The naming of things
Passacaglia - Johann Johannsson
One of my favorite "stories" from grade school history lessons was about the naming of Iceland. About how errant Vikings discovered this paradise of ice-crested peaks and verdant valleys running with sweet, warm streams, and carpeted in dense birch forests. And how, on their journey home to collect settlers for this new Viking colony, they told everyone they met (or, since they were Vikings, everyone they clubbed and robbed and murdered) about this frozen, uninhabitable island they dubbed Ice-land and how any wise voyager most definitely didn't want to sail in that direction. Like a lot of history I learned in grade school, this story was mainly apocryphal, but it taught me an important lesson about the power of names.

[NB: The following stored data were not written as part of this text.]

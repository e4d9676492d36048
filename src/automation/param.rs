use std::sync::Arc;

use crate::MIN_GAIN;

/*
Parameter Automation
====================

Gains and frequencies are not written sample by sample. Instead callers
schedule where a parameter should be at some future point on the audio clock
and the timeline fills in the values between.

Vocabulary
----------

  event       One scheduled change: jump to a value, ramp to a value, or play
              back an explicit curve of values.

  base        Value the parameter has before any event. Completed events are
              folded into it when the timeline is pruned.

  cancel      Drop every event scheduled at or after a given time. Events
              aimed earlier than that stay, so a ramp that already finished
              keeps its final value.


The Event Shapes
----------------

  set       value jumps at `time`

              ─────┐
                   └─────────      (step at time)

  linear    straight line from the previous event's value to `value`,
            arriving at `end_time`

              ───╲
                  ╲________

  exponential   value(t) = v0 * (v1 / v0) ^ progress
                sounds even to the ear for gain, but v0 and v1 must share a
                sign and be non-zero. Gains are floored at MIN_GAIN (0.001)
                so a ramp "to silence" still has somewhere to go.

  curve     `values` spread evenly over `duration`, linearly interpolated
            between neighbours; holds the last value afterwards.


Ramps start where the previous event ends. A ramp scheduled with no
earlier event starts from the base value at the last fold point, which is
why callers pin the current value with `set_value_at_time` before ramping.
*/

/// Minimal control surface the gate and duck need from a gain parameter.
pub trait AudioParam {
    /// Value the parameter will have at `time`.
    fn value_at(&self, time: f64) -> f32;

    /// Set immediately: forget all automation and hold `value`.
    fn set_value(&mut self, value: f32);

    fn set_value_at_time(&mut self, value: f32, time: f64);

    fn linear_ramp_to_value_at_time(&mut self, value: f32, end_time: f64);

    fn exponential_ramp_to_value_at_time(&mut self, value: f32, end_time: f64);

    /// Play `curve` over `duration` seconds starting at `start_time`.
    ///
    /// The curve is shared, not copied, so a caller can schedule the same
    /// points every cycle without allocating.
    fn set_value_curve_at_time(&mut self, curve: Arc<[f32]>, start_time: f64, duration: f64);

    /// Drop every event scheduled at or after `from_time`.
    fn cancel_scheduled_values(&mut self, from_time: f64);
}

#[derive(Debug, Clone, Copy, PartialEq, Eq)]
enum RampShape {
    Linear,
    Exponential,
}

#[derive(Debug, Clone, PartialEq)]
enum Event {
    Set {
        time: f64,
        value: f32,
    },
    Ramp {
        shape: RampShape,
        start_time: f64,
        start_value: f32,
        end_time: f64,
        end_value: f32,
    },
    Curve {
        start_time: f64,
        duration: f64,
        values: Arc<[f32]>,
    },
}

impl Event {
    fn start_time(&self) -> f64 {
        match self {
            Event::Set { time, .. } => *time,
            Event::Ramp { start_time, .. } | Event::Curve { start_time, .. } => *start_time,
        }
    }

    fn end_time(&self) -> f64 {
        match self {
            Event::Set { time, .. } => *time,
            Event::Ramp { end_time, .. } => *end_time,
            Event::Curve {
                start_time,
                duration,
                ..
            } => start_time + duration,
        }
    }

    /// Time the event was aimed at, which is what cancellation compares.
    fn scheduled_time(&self) -> f64 {
        match self {
            Event::Set { time, .. } => *time,
            Event::Ramp { end_time, .. } => *end_time,
            Event::Curve { start_time, .. } => *start_time,
        }
    }

    fn final_value(&self) -> f32 {
        match self {
            Event::Set { value, .. } => *value,
            Event::Ramp { end_value, .. } => *end_value,
            Event::Curve { values, .. } => values.last().copied().unwrap_or(0.0),
        }
    }

    /// Value at `time`, assuming `start_time <= time < end_time`.
    fn value_within(&self, time: f64) -> f32 {
        match self {
            Event::Set { value, .. } => *value,
            Event::Ramp {
                shape,
                start_time,
                start_value,
                end_time,
                end_value,
            } => {
                let span = end_time - start_time;
                if span <= 0.0 {
                    return *end_value;
                }
                let progress = ((time - start_time) / span) as f32;
                match shape {
                    RampShape::Linear => start_value + (end_value - start_value) * progress,
                    RampShape::Exponential => {
                        if start_value * end_value <= 0.0 {
                            // No exponential path between these; hold until the end.
                            *start_value
                        } else {
                            start_value * (end_value / start_value).powf(progress)
                        }
                    }
                }
            }
            Event::Curve {
                start_time,
                duration,
                values,
            } => {
                let last = values.len() - 1;
                if last == 0 {
                    return values[0];
                }
                let position = ((time - start_time) / duration) * last as f64;
                let k = (position.floor() as usize).min(last);
                if k >= last {
                    return values[last];
                }
                let frac = (position - k as f64) as f32;
                values[k] + (values[k + 1] - values[k]) * frac
            }
        }
    }
}

/// Automation timeline for one parameter.
#[derive(Debug, Clone)]
pub struct ParamTimeline {
    base: f32,
    base_time: f64,
    events: Vec<Event>,
}

impl ParamTimeline {
    pub fn new(value: f32) -> Self {
        Self {
            base: value,
            base_time: 0.0,
            events: Vec::new(),
        }
    }

    pub fn has_events(&self) -> bool {
        !self.events.is_empty()
    }

    pub fn event_count(&self) -> usize {
        self.events.len()
    }

    /// Fold every event that finished by `time` into the base value.
    pub fn prune_before(&mut self, time: f64) {
        let finished = self
            .events
            .iter()
            .take_while(|event| event.end_time() <= time)
            .count();
        if finished == 0 {
            return;
        }
        let last = &self.events[finished - 1];
        self.base = last.final_value();
        self.base_time = last.end_time();
        self.events.drain(..finished);
    }

    /// Fill `out` with values starting at `start_time`, one per sample.
    pub fn render_block(&mut self, out: &mut [f32], start_time: f64, sample_rate: f32) {
        self.prune_before(start_time);

        if self.events.is_empty() {
            out.fill(self.base);
            return;
        }

        let dt = 1.0 / sample_rate as f64;
        for (i, sample) in out.iter_mut().enumerate() {
            *sample = self.value_at(start_time + i as f64 * dt);
        }
    }

    fn last_point(&self) -> (f64, f32) {
        match self.events.last() {
            Some(event) => (event.end_time(), event.final_value()),
            None => (self.base_time, self.base),
        }
    }

    fn push(&mut self, event: Event) {
        self.events.push(event);
        // Stable, so same-time events keep call order.
        self.events
            .sort_by(|a, b| a.start_time().total_cmp(&b.start_time()));
    }

    fn push_ramp(&mut self, shape: RampShape, value: f32, end_time: f64) {
        let (start_time, start_value) = self.last_point();
        self.push(Event::Ramp {
            shape,
            start_time: start_time.min(end_time),
            start_value,
            end_time,
            end_value: value,
        });
    }
}

impl Default for ParamTimeline {
    fn default() -> Self {
        Self::new(1.0)
    }
}

impl AudioParam for ParamTimeline {
    fn value_at(&self, time: f64) -> f32 {
        let mut value = self.base;
        for event in &self.events {
            if time < event.start_time() {
                break;
            }
            if time >= event.end_time() {
                value = event.final_value();
                continue;
            }
            return event.value_within(time);
        }
        value
    }

    fn set_value(&mut self, value: f32) {
        self.events.clear();
        self.base = value;
    }

    fn set_value_at_time(&mut self, value: f32, time: f64) {
        self.push(Event::Set { time, value });
    }

    fn linear_ramp_to_value_at_time(&mut self, value: f32, end_time: f64) {
        self.push_ramp(RampShape::Linear, value, end_time);
    }

    fn exponential_ramp_to_value_at_time(&mut self, value: f32, end_time: f64) {
        self.push_ramp(RampShape::Exponential, value, end_time);
    }

    fn set_value_curve_at_time(&mut self, curve: Arc<[f32]>, start_time: f64, duration: f64) {
        if curve.is_empty() || duration.is_nan() || duration <= 0.0 {
            return;
        }
        self.push(Event::Curve {
            start_time,
            duration,
            values: curve,
        });
    }

    fn cancel_scheduled_values(&mut self, from_time: f64) {
        self.events.retain(|event| event.scheduled_time() < from_time);
    }
}

/// Floor a gain so exponential ramps to or from it stay defined.
#[inline]
pub fn exp_safe(gain: f32) -> f32 {
    gain.max(MIN_GAIN)
}

#[cfg(test)]
mod tests {
    use super::*;

    fn assert_close(actual: f32, expected: f32) {
        assert!((actual - expected).abs() < 1e-4, "expected {expected}, got {actual}");
    }

    #[test]
    fn holds_base_without_events() {
        let param = ParamTimeline::new(0.7);
        assert_eq!(param.value_at(0.0), 0.7);
        assert_eq!(param.value_at(100.0), 0.7);
    }

    #[test]
    fn set_value_at_time_steps() {
        let mut param = ParamTimeline::new(1.0);
        param.set_value_at_time(0.25, 2.0);
        assert_eq!(param.value_at(1.999), 1.0);
        assert_eq!(param.value_at(2.0), 0.25);
        assert_eq!(param.value_at(5.0), 0.25);
    }

    #[test]
    fn linear_ramp_interpolates_from_previous_event() {
        let mut param = ParamTimeline::new(0.0);
        param.set_value_at_time(0.0, 1.0);
        param.linear_ramp_to_value_at_time(1.0, 2.0);
        assert_close(param.value_at(1.5), 0.5);
        assert_close(param.value_at(2.5), 1.0);
    }

    #[test]
    fn exponential_ramp_is_geometric() {
        let mut param = ParamTimeline::new(1.0);
        param.set_value_at_time(1.0, 0.0);
        param.exponential_ramp_to_value_at_time(0.01, 1.0);
        // halfway between 1.0 and 0.01 geometrically is 0.1
        assert_close(param.value_at(0.5), 0.1);
        assert_close(param.value_at(1.0), 0.01);
    }

    #[test]
    fn exponential_ramp_through_zero_holds() {
        let mut param = ParamTimeline::new(0.0);
        param.set_value_at_time(0.0, 0.0);
        param.exponential_ramp_to_value_at_time(1.0, 1.0);
        assert_eq!(param.value_at(0.5), 0.0);
        assert_eq!(param.value_at(1.0), 1.0);
    }

    #[test]
    fn curve_interpolates_and_holds_last() {
        let mut param = ParamTimeline::new(1.0);
        param.set_value_curve_at_time(vec![0.0, 1.0, 0.0].into(), 1.0, 2.0);
        assert_eq!(param.value_at(0.5), 1.0);
        assert_close(param.value_at(1.0), 0.0);
        assert_close(param.value_at(1.5), 0.5);
        assert_close(param.value_at(2.0), 1.0);
        assert_close(param.value_at(2.5), 0.5);
        assert_close(param.value_at(4.0), 0.0);
    }

    #[test]
    fn cancel_drops_future_events_only() {
        let mut param = ParamTimeline::new(1.0);
        param.set_value_at_time(0.5, 1.0);
        param.set_value_at_time(0.2, 3.0);
        param.cancel_scheduled_values(2.0);
        assert_eq!(param.event_count(), 1);
        assert_eq!(param.value_at(4.0), 0.5);
    }

    #[test]
    fn curve_is_shared_with_the_caller() {
        let curve: Arc<[f32]> = vec![1.0, 0.5, 1.0].into();
        let mut param = ParamTimeline::new(1.0);
        param.set_value_curve_at_time(curve.clone(), 0.0, 1.0);
        param.set_value_curve_at_time(curve.clone(), 1.0, 1.0);
        assert_eq!(Arc::strong_count(&curve), 3);

        param.cancel_scheduled_values(0.0);
        assert_eq!(Arc::strong_count(&curve), 1);
    }

    #[test]
    fn set_value_overrides_everything() {
        let mut param = ParamTimeline::new(1.0);
        param.set_value_curve_at_time(vec![0.1, 0.2].into(), 0.0, 10.0);
        param.set_value(1.0);
        assert!(!param.has_events());
        assert_eq!(param.value_at(5.0), 1.0);
    }

    #[test]
    fn prune_folds_finished_events() {
        let mut param = ParamTimeline::new(1.0);
        param.set_value_at_time(0.5, 0.0);
        param.linear_ramp_to_value_at_time(0.0, 1.0);
        param.set_value_at_time(0.8, 5.0);
        param.prune_before(2.0);
        assert_eq!(param.event_count(), 1);
        assert_eq!(param.value_at(2.0), 0.0);
        assert_eq!(param.value_at(6.0), 0.8);
    }

    #[test]
    fn render_block_samples_the_timeline() {
        let mut param = ParamTimeline::new(0.0);
        param.set_value_at_time(0.0, 0.0);
        param.linear_ramp_to_value_at_time(1.0, 4.0);
        let mut out = [0.0; 4];
        param.render_block(&mut out, 0.0, 1.0);
        for (i, &v) in out.iter().enumerate() {
            assert_close(v, i as f32 / 4.0);
        }
    }
}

What if I were to tell you "Passacaglia" is a classical piece? And that it's named after a form that is traditionally written in 3/4 time and features a ground bass pattern that repeats throughout the composition? You might think, oh, but I don't like classical music! So I might say, classical, did I say classical? No I meant wonderful music. I meant moving, I meant thrilling. I meant, this is a song that could melt a glacier. Or this is the sound of a glacier melting. Or pehaps, this is a paradise of ice-crested peaks and verdant valleys running with sweet, warm streams, and carpeted in dense birch forests.
Johann Johannsson is an Icelandic composer who works in electronic and orchestral mediums and "Passacaglia" is a B-side to his single, "The Sun's Gone Dim and the Sky's Turned Black" (video, eMusic). This year, Johannsson has also released an album called IBM 1401: A User's Manual, inspired by his father's work with the titular machine. It's an astonishing record in five movements, and you wouldn't want to chop it up, so plan to buy it whole (Amazon, eMusic).
Johann Johannsson's Web site.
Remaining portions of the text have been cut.